**What you have to do**
Where the word "Item" shows up in the entries below, please copy the whole line.

Dataset entries

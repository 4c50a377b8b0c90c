//! Zip packaging of outputs.

use std::fs;
use std::io::{Cursor, Write};
use std::path::Path;

use walkdir::WalkDir;
use zip::write::SimpleFileOptions;
use zip::{CompressionMethod, ZipWriter};

use crate::error::ProcessingResult;
use crate::pipeline::OutputCollection;

use super::naming::file_name;
use super::writer::{write_dataset, OutputFormat};

/// Bundle every attribute table of `collection` into one zip archive.
///
/// Entries sit at the archive root, named `{table name}.{ext}`, in collection order.
pub fn package(collection: &OutputCollection, format: OutputFormat) -> ProcessingResult<Vec<u8>> {
    let entries = collection
        .tables()
        .iter()
        .map(|t| Ok((file_name(&t.name, format), write_dataset(&t.dataset, format)?)))
        .collect::<ProcessingResult<Vec<_>>>()?;
    package_entries(entries)
}

/// Bundle every file under `dir` (recursively) with paths relative to `dir`.
///
/// Entries are ordered by path and use `/` as separator regardless of platform.
pub fn package_directory(dir: impl AsRef<Path>) -> ProcessingResult<Vec<u8>> {
    let dir = dir.as_ref();
    let mut entries = Vec::new();
    for entry in WalkDir::new(dir).sort_by_file_name() {
        let entry = entry.map_err(std::io::Error::from)?;
        if !entry.file_type().is_file() {
            continue;
        }
        let relative = entry
            .path()
            .strip_prefix(dir)
            .unwrap_or(entry.path())
            .components()
            .map(|c| c.as_os_str().to_string_lossy().into_owned())
            .collect::<Vec<_>>()
            .join("/");
        entries.push((relative, fs::read(entry.path())?));
    }
    package_entries(entries)
}

/// Build a deflate-compressed zip from `(path, bytes)` pairs.
pub fn package_entries<I>(entries: I) -> ProcessingResult<Vec<u8>>
where
    I: IntoIterator<Item = (String, Vec<u8>)>,
{
    let mut writer = ZipWriter::new(Cursor::new(Vec::new()));
    let options = SimpleFileOptions::default().compression_method(CompressionMethod::Deflated);

    for (path, data) in entries {
        writer.start_file(path, options)?;
        writer.write_all(&data)?;
    }

    Ok(writer.finish()?.into_inner())
}
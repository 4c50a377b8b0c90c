//! Core data model types.
//!
//! A [`DataSet`] is an ordered list of named columns (its [`Schema`]) plus row-major storage of
//! weakly typed [`Value`]s. Columns are addressed by name or by position; no types are inferred
//! or enforced per column.

use std::fmt;

/// A single named column in a [`Schema`].
#[derive(Debug, Clone, PartialEq, Eq)]
pub struct Field {
    /// Column header.
    pub name: String,
}

impl Field {
    /// Create a new field.
    pub fn new(name: impl Into<String>) -> Self {
        Self { name: name.into() }
    }
}

/// Ordered column headers of a [`DataSet`].
#[derive(Debug, Clone, PartialEq, Eq, Default)]
pub struct Schema {
    /// Ordered list of fields.
    pub fields: Vec<Field>,
}

impl Schema {
    /// Create a new schema from fields.
    pub fn new(fields: Vec<Field>) -> Self {
        Self { fields }
    }

    /// Build a schema from header names.
    pub fn from_names<I, S>(names: I) -> Self
    where
        I: IntoIterator<Item = S>,
        S: Into<String>,
    {
        Self::new(names.into_iter().map(Field::new).collect())
    }

    /// Number of columns.
    pub fn len(&self) -> usize {
        self.fields.len()
    }

    /// Returns `true` if the schema has no columns.
    pub fn is_empty(&self) -> bool {
        self.fields.is_empty()
    }

    /// Iterate field names in order.
    pub fn field_names(&self) -> impl Iterator<Item = &str> {
        self.fields.iter().map(|f| f.name.as_str())
    }

    /// Returns the index of the first field with this exact name, if present.
    pub fn index_of(&self, name: &str) -> Option<usize> {
        self.fields.iter().position(|f| f.name == name)
    }
}

/// A single cell value. Spreadsheet cells are weakly typed: numeric, text, boolean or empty.
#[derive(Debug, Clone, PartialEq)]
pub enum Value {
    /// Missing/empty value.
    Null,
    /// 64-bit signed integer.
    Int64(i64),
    /// 64-bit float.
    Float64(f64),
    /// Boolean.
    Bool(bool),
    /// UTF-8 string.
    Utf8(String),
}

impl Value {
    /// Text form of the value, used when values are compared as group keys.
    ///
    /// `Null` becomes the empty string; floats with no fractional part print without a
    /// decimal point (`70.0` -> `"70"`).
    pub fn to_text(&self) -> String {
        self.to_string()
    }

    /// Returns `true` for [`Value::Null`].
    pub fn is_null(&self) -> bool {
        matches!(self, Value::Null)
    }
}

impl fmt::Display for Value {
    fn fmt(&self, f: &mut fmt::Formatter<'_>) -> fmt::Result {
        match self {
            Value::Null => Ok(()),
            Value::Int64(v) => write!(f, "{v}"),
            Value::Float64(v) => write!(f, "{v}"),
            Value::Bool(v) => write!(f, "{v}"),
            Value::Utf8(s) => f.write_str(s),
        }
    }
}

impl From<&str> for Value {
    fn from(s: &str) -> Self {
        Value::Utf8(s.to_string())
    }
}

impl From<String> for Value {
    fn from(s: String) -> Self {
        Value::Utf8(s)
    }
}

impl From<i64> for Value {
    fn from(v: i64) -> Self {
        Value::Int64(v)
    }
}

impl From<f64> for Value {
    fn from(v: f64) -> Self {
        Value::Float64(v)
    }
}

/// In-memory tabular dataset.
///
/// Rows are stored as `Vec<Vec<Value>>` in the same order as the [`Schema`] fields. Every row
/// holds exactly `schema.len()` values.
#[derive(Debug, Clone, PartialEq)]
pub struct DataSet {
    /// Column headers.
    pub schema: Schema,
    /// Row-major value storage.
    pub rows: Vec<Vec<Value>>,
}

impl DataSet {
    /// Create a dataset from schema and rows.
    ///
    /// # Panics
    ///
    /// Panics if any row length differs from the schema field count.
    pub fn new(schema: Schema, rows: Vec<Vec<Value>>) -> Self {
        let expected_len = schema.len();
        for (idx, row) in rows.iter().enumerate() {
            assert!(
                row.len() == expected_len,
                "row {idx} has {} values but schema has {expected_len} columns",
                row.len()
            );
        }
        Self { schema, rows }
    }

    /// Number of rows in the dataset.
    pub fn row_count(&self) -> usize {
        self.rows.len()
    }

    /// Number of columns in the dataset.
    pub fn column_count(&self) -> usize {
        self.schema.len()
    }

    /// Create a new dataset holding only the columns at `indices`, in the given order.
    ///
    /// Indices may repeat. Row order and count are preserved.
    ///
    /// # Panics
    ///
    /// Panics if any index is out of range.
    pub fn select_columns(&self, indices: &[usize]) -> Self {
        let fields = indices
            .iter()
            .map(|&i| self.schema.fields[i].clone())
            .collect();
        let rows = self
            .rows
            .iter()
            .map(|row| indices.iter().map(|&i| row[i].clone()).collect())
            .collect();
        Self {
            schema: Schema::new(fields),
            rows,
        }
    }
}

**Answer to this task**
    I: IntoIterator<Item = (String, Vec<u8>)>,
        I: IntoIterator<Item = S>,
    pub fn field_names(&self) -> impl Iterator<Item = &str> {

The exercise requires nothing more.